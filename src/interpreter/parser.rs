/// Core parser state and expression parsing.
///
/// Contains the parser struct, the `parse` entry point, token
/// bookkeeping helpers, and the primary/postfix expression levels.
pub mod core;

/// Binary operator precedence levels.
///
/// Implements the multiplicative, additive and relational levels of
/// the expression grammar. The relational level is non-associative.
pub mod binary;

/// Statement parsing.
///
/// Implements simple statements (expression, assignment, `print`,
/// `pass`) and the statement-sequence loop.
pub mod statement;

/// Block and compound statement parsing.
///
/// Implements indented blocks and the `while`/`if`/`elif`/`else`
/// statements built from them.
pub mod block;

pub use self::core::parse;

◇ ◇ ◇ ◇

# [TASK TO COMPLETE]
Reprint exactly, and only, the lines running from the one containing "level is non-associative." through the last line of the listing above.

# [ANSWER BOX]
/// the expression grammar. The relational level is non-associative.
pub mod binary;

/// Statement parsing.
///
/// Implements simple statements (expression, assignment, `print`,
/// `pass`) and the statement-sequence loop.
pub mod statement;

/// Block and compound statement parsing.
///
/// Implements indented blocks and the `while`/`if`/`elif`/`else`
/// statements built from them.
pub mod block;

pub use self::core::parse;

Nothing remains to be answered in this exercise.